HyQ - A Dynamic Locomotion Research Platform

Articulated robots such as legged robots hold the promise to lead to versatile, multi purpose machines that eventually become useful in many application scenarios such as construction sites, disaster recovery, service robotics and remote inspection. For these tasks a great deal of kinematic flexibility and dexterity is required. As the inspiring examples in biology show, arms and legs are useful both for manipulation and locomotion. Legs become very advantageous for highly dynamic locomotion in severely challenging terrain, i.e. terrain where wheeled and legged system of comparable size cannot go. This fact is easily appreciated by observing cats going about their daily lives, or mountain goats effortlessly bounding up steep rock faces.
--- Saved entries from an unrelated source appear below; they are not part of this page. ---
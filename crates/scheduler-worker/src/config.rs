//! Per-worker tunables: retry/backoff/timeout for task execution, and the
//! status-sampler/heartbeat-emitter periods.
//!
//! Mirrors the host codebase's `ExecutorConfig` (max retries, exponential
//! backoff, execution timeout) plus the two periods the worker runtime adds.

use std::time::Duration;

#[derive(Debug, Clone)]
pub struct WorkerConfig {
    /// Maximum retry attempts per task (0 = no retries).
    pub max_retries: u32,
    pub initial_retry_delay: Duration,
    pub retry_backoff_factor: f64,
    pub max_retry_delay: Duration,
    pub execution_timeout: Duration,
    /// Status sampler period (~500 ms per the design).
    pub status_sampler_ms: u64,
    /// Heartbeat emitter period (~1 s per the design).
    pub heartbeat_emitter_ms: u64,
}

impl Default for WorkerConfig {
    fn default() -> Self {
        Self {
            max_retries: 2,
            initial_retry_delay: Duration::from_millis(500),
            retry_backoff_factor: 2.0,
            max_retry_delay: Duration::from_secs(10),
            execution_timeout: Duration::from_secs(30),
            status_sampler_ms: 500,
            heartbeat_emitter_ms: 1_000,
        }
    }
}
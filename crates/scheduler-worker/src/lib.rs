//! Worker runtime: executes tasks handed to it by the scheduler core,
//! bounded by a per-worker concurrency budget, converting every failure mode
//! into a typed [`TaskResult`] rather than letting it escape.

pub mod config;
pub mod error;
pub mod sink;
pub mod worker;

pub use config::WorkerConfig;
pub use error::{Result, WorkerError};
pub use sink::CompletionSink;
pub use worker::{TaskHandler, WorkerRuntime};
//! PolicyGate: the authorization boundary contract.
//!
//! This module only defines the contract the Scheduler Core depends on — the
//! concrete evaluation algorithm (role/action/resource rules, specificity
//! ordering, ownership resolution) lives in the separate `scheduler-policy`
//! crate, which is a reference implementation, not the only legal one.

use async_trait::async_trait;
use chrono::{DateTime, Utc};

/// Opaque-to-the-core authenticated caller. The core only ever inspects
/// `is_valid`; everything else is forwarded to the `PolicyGate` untouched.
#[derive(Debug, Clone)]
pub struct Principal {
    pub user_id: String,
    pub roles: Vec<String>,
    pub token: String,
    pub token_expiry: DateTime<Utc>,
}

impl Principal {
    pub fn is_valid(&self, now: DateTime<Utc>) -> bool {
        !self.user_id.is_empty() && !self.token.is_empty() && self.token_expiry > now
    }

    pub fn has_role(&self, role: &str) -> bool {
        self.roles.iter().any(|r| r == role)
    }
}

/// The action a principal is attempting against the scheduler.
#[derive(Debug, Clone, Copy, PartialEq, Eq, serde::Serialize, serde::Deserialize)]
pub enum PolicyAction {
    Submit,
    Cancel,
    View,
}

/// What the action targets. `submitted_by` is included so a `PolicyGate`
/// implementation can resolve ownership-scoped grants (e.g. "cancel your own
/// tasks") without the Scheduler Core having to understand policy semantics.
#[derive(Debug, Clone, Copy)]
pub struct ResourceDescriptor<'a> {
    pub task_type: &'a str,
    pub submitted_by: &'a str,
}

/// Binary authorization decision for submit/cancel/view actions.
#[async_trait]
pub trait PolicyGate: Send + Sync {
    async fn authorize(
        &self,
        principal: &Principal,
        action: PolicyAction,
        resource: ResourceDescriptor<'_>,
    ) -> bool;
}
While this superior all-terrain agility is typically the motivation behind research in legged robots, actual results on robust and versatile all-terrain locomotion are not abundant. To achieve such locomotion, dynamic legged machines with torque controlled joints are required, but they are not available. Active compliance via torque control would allow the implementation of a big range of all-terrain locomotion controllers. Furthermore, such machines would enable the experimental verification of bio-mechanical hypotheses including animal locomotion models, such as the influence of muscle models or spring-mass models. The latter is often used to describe bouncing gaits (running, hopping, trotting, galloping) in animal and human locomotion and robotics [1], [2]. Experimentally obtained data allow the comparison of various gaits and speeds, and have the potential to provide a deeper understanding of animal locomotion, which animal studies using force plates and motion capture systems cannot provide.